EXERCISE REQUIREMENTS: Copy all lines holding the word "contracts" from the entries.

(Stored data)
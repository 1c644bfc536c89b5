use super::*;

pub type ContractResult<A> = Result<A, CustomContractError>;

/// Identifier of an auction, assigned sequentially on creation.
pub type AuctionId = u64;

/// Contract token ID type.
pub type ContractTokenId = TokenIdVec;

/// Contract token amount type.
pub type ContractTokenAmount = TokenAmountU64;

pub type TransferParameter = TransferParams<ContractTokenId, ContractTokenAmount>;

/// Parameter type for the CIS-2 function `balanceOf` specialized to the subset
/// of TokenIDs used by the auctioned token contracts.
pub type ContractBalanceOfQueryParams = BalanceOfQueryParams<ContractTokenId>;

/// Response type for the CIS-2 function `balanceOf` specialized to the subset
/// of TokenAmounts used by the auctioned token contracts.
pub type ContractBalanceOfQueryResponse = BalanceOfQueryResponse<ContractTokenAmount>;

ANSWER BOX:
/// of TokenIDs used by the auctioned token contracts.
/// of TokenAmounts used by the auctioned token contracts.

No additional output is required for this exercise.